Crispy, golden Air Fryer Halloumi made in minutes! This easy recipe gives you perfectly cooked halloumi with a deliciously crispy outside and a soft, chewy inside. Perfect for salads, bowls, or snacking!
When I first set my sights on halloumi cheese—or should I say when my tastebuds got their first explosion of flavour from it—I knew I’d found something special! I mean, as a lover of all things cheese, it was pretty much love at first bite.
It’s salty, rich, and savory, and goes so well with so many different things! But one of my favourite parts about halloumi cheese has always been that you can cook it—and it gets even better when you do!

Whether you’re grilling, searing, or air frying it, halloumi always comes out crispy on the outside and wonderfully soft on the inside! It’s perfect for topping salads, adding to wraps, or enjoying on its own with a squeeze of lemon. You can also pair it with roasted veggies, throw it in a grain bowl, or serve it as an appetizer with your favourite dip.
And guess what?! It’s ridiculously easy to make, especially in the air fryer. In just a few minutes, you’ll have crispy, golden halloumi that’s perfect for any occasion. It really is one of those cheeses that just works with everything, so don’t be afraid to get creative with how you serve it. Whether you’re keeping it simple or pairing it with all your favourite flavours, it’s sure to be a hit every time.
WHAT IS HALLOUMI?

Halloumi is a deliciously salty, firm cheese that originated in Cyprus but has become popular all over the Mediterranean and beyond. Made traditionally from a mix of sheep’s and goat’s milk, it has a high melting point, which makes it perfect for grilling or frying without losing its shape. The taste is slightly salty and savory, with a mild richness that pairs well with just about anything. When cooked, halloumi turns crispy on the outside while staying soft and chewy on the inside, which makes it, in as few words as possible, DOWNRIGHT DELICIOUS.
People love using halloumi in all sorts of ways! It’s often added to salads, wraps, and grain bowls or served as a standalone appetizer with a squeeze of lemon. It’s also a great meat alternative in sandwiches or pita pockets, where its hearty texture makes it super satisfying. Whether you’re grilling, frying, or simply snacking, halloumi brings a bold, savory flavour that’s hard to beat.
WHAT YOU’LL NEED TO MAKE AIR FRYER HALLOUMI

To get that crispy, golden perfection in the air fryer, you only need a few simple ingredients—but each one plays an important role in making sure your halloumi turns out just right. Let’s discuss them in a little bit more detail down below:
- Halloumi Cheese: The star of the show! Halloumi is a firm, brined cheese with a high melting point, which makes it ideal for frying or air frying. It gets crispy on the outside while staying soft and chewy inside. Look for authentic halloumi made from a mix of sheep’s and goat’s milk for the best flavour. I usually have no problem finding it at my local grocery store.
- Olive Oil: While halloumi doesn’t necessarily need oil to crisp up in the air fryer, a light brush of olive oil can enhance the golden color and add a touch of richness. If you want to keep it extra light, you can skip this.
- Seasonings (optional): Halloumi is naturally salty, but a sprinkle of black pepper, smoked paprika, chili flakes, or dried oregano can elevate the flavour. Feel free to keep it simple or get creative!
- Lemon Zest (optional): A little lemon zest brightens up the dish and balances the salty richness of halloumi with a pop of freshness. You can sprinkle it over the cooked halloumi for an extra layer of flavour.
- Lemon Wedges (optional, for serving): A squeeze of fresh lemon juice just before serving adds a delicious tang that complements the cheese’s savory notes.
- Parsley (optional, for garnish): A sprinkle of fresh parsley adds a burst of colour and a mild herby freshness, making the dish feel vibrant and well-balanced.

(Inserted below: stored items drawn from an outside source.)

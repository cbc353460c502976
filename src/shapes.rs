use arrayvec::ArrayVec;
use euclid::Box2D;

use crate::geom::{Aabb, Point, RectExt, Transform, Vector, VectorExt, WorldUnit, PRECISION, fudge_to_zero, vec2};
use crate::{ShapeError, MAX_POLYGON_VERTS};

pub type VertexVec = ArrayVec<Point, MAX_POLYGON_VERTS>;
pub type NormalVec = ArrayVec<Vector, MAX_POLYGON_VERTS>;

/// Direction used whenever a query asks for "some" direction and the geometry doesn't offer one,
/// e.g. the normal between two coincident centers.
pub const FALLBACK_AXIS: Vector = Vector::new(1.0, 0.0);

/// Closest point to `p` on the segment from `a` to `b`.
pub fn closest_on_segment(a: Point, b: Point, p: Point) -> Point {
    let ab = b - a;
    let len2 = ab.square_length();
    if len2 <= PRECISION * PRECISION {
        return a;
    }
    let t = num_traits::clamp((p - a).dot(ab) / len2, 0.0, 1.0);
    a + ab * t
}

#[derive(Clone, Copy, Debug, PartialEq)]
pub struct Circle {
    pub p: Point,
    pub r: WorldUnit,
}

impl Circle {
    pub fn new(p: Point, r: WorldUnit) -> Circle {
        Circle{ p, r: r.max(0.0) }
    }

    pub fn support(&self, dir: Vector) -> Point {
        self.p + dir.norm_or(FALLBACK_AXIS) * self.r
    }

    pub fn contains_point(&self, point: Point) -> bool {
        (point - self.p).square_length() <= self.r * self.r
    }

    pub fn transformed(&self, x: &Transform) -> Circle {
        Circle{ p: x.apply_point(self.p), r: self.r }
    }

    pub fn bounds(&self) -> Aabb {
        let r = vec2(self.r, self.r);
        Box2D::new(self.p - r, self.p + r)
    }

    pub fn proxy(&self) -> Proxy {
        let mut verts = VertexVec::new();
        verts.push(self.p);
        Proxy{ verts, radius: self.r }
    }
}

/// A line segment swept by a circle: every point within `r` of the segment from `a` to `b`.
#[derive(Clone, Copy, Debug, PartialEq)]
pub struct Capsule {
    pub a: Point,
    pub b: Point,
    pub r: WorldUnit,
}

impl Capsule {
    pub fn new(a: Point, b: Point, r: WorldUnit) -> Capsule {
        Capsule{ a, b, r: r.max(0.0) }
    }

    pub fn support(&self, dir: Vector) -> Point {
        let core = if self.a.to_vector().dot(dir) >= self.b.to_vector().dot(dir) { self.a } else { self.b };
        core + dir.norm_or(FALLBACK_AXIS) * self.r
    }

    pub fn contains_point(&self, point: Point) -> bool {
        let nearest = closest_on_segment(self.a, self.b, point);
        (point - nearest).square_length() <= self.r * self.r
    }

    pub fn transformed(&self, x: &Transform) -> Capsule {
        Capsule{ a: x.apply_point(self.a), b: x.apply_point(self.b), r: self.r }
    }

    pub fn bounds(&self) -> Aabb {
        let r = vec2(self.r, self.r);
        Box2D::new(self.a.min(self.b) - r, self.a.max(self.b) + r)
    }

    pub fn proxy(&self) -> Proxy {
        let mut verts = VertexVec::new();
        verts.push(self.a);
        verts.push(self.b);
        Proxy{ verts, radius: self.r }
    }
}

/// An arbitrary (CONVEX) polygon, with its vertices in counter-clockwise order.
///
/// Convexity is the caller's problem: nothing here checks it, and a concave or clockwise polygon
/// will give nonsense answers.  Run arbitrary points through [`crate::hull::hull`] first.
#[derive(Clone, Debug, PartialEq)]
pub struct Polygon {
    verts: VertexVec,
    // norms[i] is the outward normal of the edge from verts[i] to verts[i + 1]
    norms: NormalVec,
}

impl Polygon {
    pub fn new(points: &[Point]) -> Result<Polygon, ShapeError> {
        if points.is_empty() {
            return Err(ShapeError::Empty);
        }
        if points.len() > MAX_POLYGON_VERTS {
            return Err(ShapeError::TooManyVertices{ count: points.len(), max: MAX_POLYGON_VERTS });
        }
        if points.iter().any(|pt| !pt.x.is_finite() || !pt.y.is_finite()) {
            return Err(ShapeError::NonFinite);
        }

        let verts: VertexVec = points.iter().copied().collect();
        Ok(Polygon{ norms: edge_normals(&verts), verts })
    }

    pub fn from_aabb(bbox: &Aabb) -> Polygon {
        let verts: VertexVec = bbox.corners().iter().copied().collect();
        let mut norms = NormalVec::new();
        norms.push(vec2(0.0, -1.0));
        norms.push(vec2(1.0, 0.0));
        norms.push(vec2(0.0, 1.0));
        norms.push(vec2(-1.0, 0.0));
        Polygon{ verts, norms }
    }

    pub fn verts(&self) -> &[Point] {
        &self.verts
    }

    pub fn norms(&self) -> &[Vector] {
        &self.norms
    }

    pub fn len(&self) -> usize {
        self.verts.len()
    }

    pub fn is_empty(&self) -> bool {
        self.verts.is_empty()
    }

    /// Index of the vertex furthest along `dir`.
    pub fn support_index(&self, dir: Vector) -> usize {
        support_index(&self.verts, dir)
    }

    pub fn support(&self, dir: Vector) -> Point {
        self.verts.get(self.support_index(dir)).copied().unwrap_or_else(Point::origin)
    }

    pub fn contains_point(&self, point: Point) -> bool {
        match self.verts.len() {
            0 => false,
            1 => (point - self.verts[0]).square_length() <= PRECISION * PRECISION,
            2 => {
                let nearest = closest_on_segment(self.verts[0], self.verts[1], point);
                (point - nearest).square_length() <= PRECISION * PRECISION
            }
            _ => self.verts.iter().zip(self.norms.iter())
                .all(|(&v, &n)| fudge_to_zero(n.dot(point - v)) <= 0.0),
        }
    }

    pub fn transformed(&self, x: &Transform) -> Polygon {
        Polygon{
            verts: self.verts.iter().map(|&v| x.apply_point(v)).collect(),
            norms: self.norms.iter().map(|&n| x.apply_vector(n)).collect(),
        }
    }

    pub fn bounds(&self) -> Aabb {
        Box2D::from_points(self.verts.iter().copied())
    }

    pub fn proxy(&self) -> Proxy {
        Proxy{ verts: self.verts.clone(), radius: 0.0 }
    }
}

fn edge_normals(verts: &[Point]) -> NormalVec {
    let count = verts.len();
    (0..count)
        .map(|i| {
            let edge = verts[(i + 1) % count] - verts[i];
            // Vertices are counter-clockwise, so the outside is on the right
            edge.cw90().norm_or_zero()
        })
        .collect()
}

/// Index of the point with the greatest projection onto `dir`.  Ties go to the earliest point.
pub fn support_index(verts: &[Point], dir: Vector) -> usize {
    let mut best = 0;
    let mut best_dot = WorldUnit::NEG_INFINITY;
    for (i, v) in verts.iter().enumerate() {
        let dot = v.to_vector().dot(dir);
        if dot > best_dot {
            best = i;
            best_dot = dot;
        }
    }
    best
}

/// Any of the supported convex shapes.
#[derive(Clone, Debug, PartialEq)]
pub enum Shape {
    Circle(Circle),
    Aabb(Aabb),
    Capsule(Capsule),
    Polygon(Polygon),
}

impl Shape {
    /// The point on this shape's boundary furthest along `dir`.
    pub fn support(&self, dir: Vector) -> Point {
        match self {
            Shape::Circle(circle) => circle.support(dir),
            Shape::Aabb(bbox) => aabb_support(bbox, dir),
            Shape::Capsule(capsule) => capsule.support(dir),
            Shape::Polygon(poly) => poly.support(dir),
        }
    }

    pub fn contains_point(&self, point: Point) -> bool {
        match self {
            Shape::Circle(circle) => circle.contains_point(point),
            Shape::Aabb(bbox) => bbox.contains_inclusive(point),
            Shape::Capsule(capsule) => capsule.contains_point(point),
            Shape::Polygon(poly) => poly.contains_point(point),
        }
    }

    /// Bake a transform into the geometry.  A rotated box can't stay axis-aligned, so it comes
    /// back as a polygon.
    pub fn transformed(&self, x: &Transform) -> Shape {
        match self {
            Shape::Circle(circle) => Shape::Circle(circle.transformed(x)),
            Shape::Aabb(bbox) => {
                if x.r.s == 0.0 && x.r.c > 0.0 {
                    Shape::Aabb(bbox.translate(x.p))
                }
                else {
                    Shape::Polygon(Polygon::from_aabb(bbox).transformed(x))
                }
            }
            Shape::Capsule(capsule) => Shape::Capsule(capsule.transformed(x)),
            Shape::Polygon(poly) => Shape::Polygon(poly.transformed(x)),
        }
    }

    pub fn bounds(&self) -> Aabb {
        match self {
            Shape::Circle(circle) => circle.bounds(),
            Shape::Aabb(bbox) => *bbox,
            Shape::Capsule(capsule) => capsule.bounds(),
            Shape::Polygon(poly) => poly.bounds(),
        }
    }

    /// The radius GJK rounds this shape's core by.
    pub fn radius(&self) -> WorldUnit {
        match self {
            Shape::Circle(circle) => circle.r,
            Shape::Capsule(capsule) => capsule.r,
            Shape::Aabb(_) | Shape::Polygon(_) => 0.0,
        }
    }

    /// The shape's core as a point cloud, with its radius split off.
    pub fn proxy(&self) -> Proxy {
        match self {
            Shape::Circle(circle) => circle.proxy(),
            Shape::Aabb(bbox) => aabb_proxy(bbox),
            Shape::Capsule(capsule) => capsule.proxy(),
            Shape::Polygon(poly) => poly.proxy(),
        }
    }
}

pub fn aabb_proxy(bbox: &Aabb) -> Proxy {
    Proxy{ verts: bbox.corners().iter().copied().collect(), radius: 0.0 }
}

pub fn aabb_support(bbox: &Aabb, dir: Vector) -> Point {
    let x = if dir.x < 0.0 { bbox.min.x }
            else           { bbox.max.x };
    let y = if dir.y < 0.0 { bbox.min.y }
            else           { bbox.max.y };
    Point::new(x, y)
}

impl From<Circle> for Shape {
    fn from(circle: Circle) -> Shape {
        Shape::Circle(circle)
    }
}

impl From<Aabb> for Shape {
    fn from(bbox: Aabb) -> Shape {
        Shape::Aabb(bbox)
    }
}

impl From<Capsule> for Shape {
    fn from(capsule: Capsule) -> Shape {
        Shape::Capsule(capsule)
    }
}

impl From<Polygon> for Shape {
    fn from(poly: Polygon) -> Shape {
        Shape::Polygon(poly)
    }
}

/// What GJK actually sees of a shape: a handful of core points, and a radius to round them by.
///
/// A circle is one point, a capsule two, a box its four corners.  The support function of the
/// core is just the vertex with the largest projection, which is what lets GJK spot when it's
/// found the same Minkowski vertex twice.
#[derive(Clone, Debug, PartialEq)]
pub struct Proxy {
    pub verts: VertexVec,
    pub radius: WorldUnit,
}

impl Proxy {
    pub fn support_index(&self, dir: Vector) -> usize {
        support_index(&self.verts, dir)
    }
}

HOW TO MAKE HALLOUMI IN THE AIR FRYER (KEY TIPS)

You can find full instructions for how to make this crispy halloumi cheese in the recipe card down below, but here are a few quick tips to keep in mind:
- Pat the halloumi dry. Before air frying, pat the halloumi with paper towels to remove excess moisture. This helps it crisp up better and prevents excess splattering.
- Don’t cut it too thin. Slice the halloumi into ½-inch thick pieces. Thinner slices may dry out too much, while thicker ones may not crisp up properly.
- No need for excess oil. Halloumi already has a high-fat content, so it doesn’t need much oil. A light brush of olive oil can enhance crispiness but isn’t necessary.
- No need for salt. Halloumi is already naturally salty, so skip the extra salt—you won’t need it!
- Don’t overcrowd the air fryer tray or basket. Arrange the halloumi in a single layer with a little space between each piece. This ensures even airflow and crisping. If making a larger batch, cook in multiple batches. EXTRA TIP: If your air fryer doesn’t have 360° air circulation, flip the halloumi pieces halfway through cooking (about the 4-minute mark) to get even browning on both sides.
- Watch closely in the last few minutes. Halloumi cooks quickly, and different air fryer models vary. Start checking at 7-8 minutes to avoid overcooking, as it can turn rubbery.
- Add flavour after cooking. Sprinkle with lemon zest, fresh parsley, and a squeeze of lemon juice right before serving for a bright, fresh finish.
- Serve immediately. Halloumi is best enjoyed fresh! It’s crispiest right after cooking but can become chewier as it cools.
- Experiment with seasonings. Try adding black pepper, chili flakes, smoked paprika, or dried oregano before air frying for an extra punch of flavour! EXTRA TIP: Ensure each slice of halloumi is nicely coated in the seasonings before air frying.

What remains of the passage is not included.